Jaquet Droz Grande Seconde Deadbeat - One of the most romantic and intriguing complications in Haute-Horlogerie
In a world that, watch-wise, talks often about Tourbillons, Minute Repeater, Fusée-chaine transmissions, and perpetual calendars, there is also a romantic complication that a few people are aware of and that has caught by surprise more than a friend during our haute-horlogerie discussions; the so-called “Deadbeat”. The name might not sound too appealing or too catchy from a communication point of view, the English name actually sounds better than the Italian one, but that's not the issue because this is a mysterious complication, even intimate on a certain level, and strictly related to pure mechanics and thus created and designed for refined connoisseurs only. Jaquet Droz is familiar with this complication and, during its history, in 1785 it created a splendid pocket-watch made of gold and even its modern interpretation being part of the Grande Seconde collection; a timepiece that is 100% faithful to the original piece!
The Jaquet Droz Grande Seconde Deadbeat is easy to recognize among the other watches from the same collection due to its central seconds hand that was moved from its original position, on the automatic versions it is located on the big lower counter, the base of number 8, towards the centre of the dial; exactly in the same position it appeared on the 1785 version. The seconds hand mimics exactly the very same geometry, stretched and ending with a small rounded tip (something typical of the original pocket-watch). From the point of view of the complication, I would like to highlight how Jaquet Droz is one of those very few watch manufacturers that kept up with developing this complication and brought back some interest in a field that other manufacturers have just started to discover, like, for instance, Jaeger-LeCoultre and its Geophysics collection launched two years ago (the name is actually True Seconds but the complication is exactly the same).
The central jumping seconds hand is soft and its sound is virtually inaudible, no ticking sound can be perceived and it is extremely precise too, no single oscillation is present around the stopping position of the seconds. It is the final result of refined technical choices such as a 10-teeth-cam rather than the classic 30-teeth-cam traditionally deployed on this type of complication and the geometry of the anchor. Last but not least the caliber is equipped with a silicon-made balance spring. Placed in the middle, the seconds hand left room, within the big register located at 6 o'clock, to the retrograde calendar. It is an apparently easy-looking watch and it could easily pass for a three-hand watch with a pointer-date while it presents two complications instead.

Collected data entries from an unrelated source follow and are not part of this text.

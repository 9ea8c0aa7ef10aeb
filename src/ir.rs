// Strongly-typed schema tree for codegen. No serde_json::Value here.
use serde::Serialize;

#[derive(Debug, Clone, Copy, PartialEq, Eq, Hash, Serialize)]
#[serde(rename_all = "snake_case")]
pub enum ScalarKind {
    Number,                  // every integer and float width
    String,
    Unknown,                 // empty or irreconcilably mixed sequences
}

/// Equality is structural: two records are equal when their names and
/// fields (in order) are equal, regardless of where they were built.
#[derive(Debug, Clone, PartialEq, Eq, Serialize)]
#[serde(tag = "type", rename_all = "snake_case")]
pub enum Ty {
    Scalar { kind: ScalarKind },
    Record(Record),
    Sequence { element: Box<Ty> },
}

#[derive(Debug, Clone, PartialEq, Eq, Serialize)]
pub struct Record {
    pub name: String,
    pub fields: Vec<Field>,  // mapping iteration order, never sorted
}

#[derive(Debug, Clone, PartialEq, Eq, Serialize)]
pub struct Field {
    pub name: String,
    pub tag: String,         // original key, independent of display name
    pub ty: Ty,
}

impl Ty {
    pub const NUMBER: Ty = Ty::Scalar { kind: ScalarKind::Number };
    pub const STRING: Ty = Ty::Scalar { kind: ScalarKind::String };
    pub const UNKNOWN: Ty = Ty::Scalar { kind: ScalarKind::Unknown };

    pub fn sequence_of(element: Ty) -> Self {
        Ty::Sequence { element: Box::new(element) }
    }

    pub fn as_record(&self) -> Option<&Record> {
        match self {
            Ty::Record(record) => Some(record),
            _ => None,
        }
    }
}

impl Record {
    pub fn field(&self, tag: &str) -> Option<&Field> {
        self.fields.iter().find(|f| f.tag == tag)
    }
}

The black dial is made of enamel using the Grand Feu technique; one of the most traditional processes in decorative art together with the Champlevé, the Finqué and the Cloisonné. The Grand Feu is an enamel-based process entirely hand-made, where the dial made of gold is filled with oxides and then placed in an oven at a temperature of 1000 Centigrade degrees. The final aesthetic result is a fully round and deep colour that is virtually unchangeable. The case of the Jaquet Droz Grande Seconde Deadbeat measures 43mm and is 13,79mm thick, the automatic calibre runs at at frequency of 21,600 oscillations per hour, while the barrel receives its charge from a solid gold rotor on which the Jaquet Droz logo has been engraved.
The Jaquet Droz Grande Seconde Deadbeat costs 31,600 euro. Only 88 pieces of it were crafted with a red gold case, in the version with the Grand Feu black enamelled dial, it is a watch that follows no fashion trend, aesthetic or technical, but it rather created its own trend and actually leads it. Each Jaquet Droz Grande Seconde Deadbeat is hand-assembled, hand-adjusted, and hand-decorated following the rules of a tradition that represents the haute-horlogerie pedigree of this small manufactory company based in La Chaux de Fonds. In my opinion, this is an approach that somehow honours the rich collector who can afford a timepiece like this and also a manufacturer, whose product has so much to communicate that it needs no advertising campaign to back it up. Pity that we couldn't delve any further into the "Deadbeat" complication but the year 2017 has just begun and soon, Horbiter's cameras will be granted full access to the manufacturer's labs.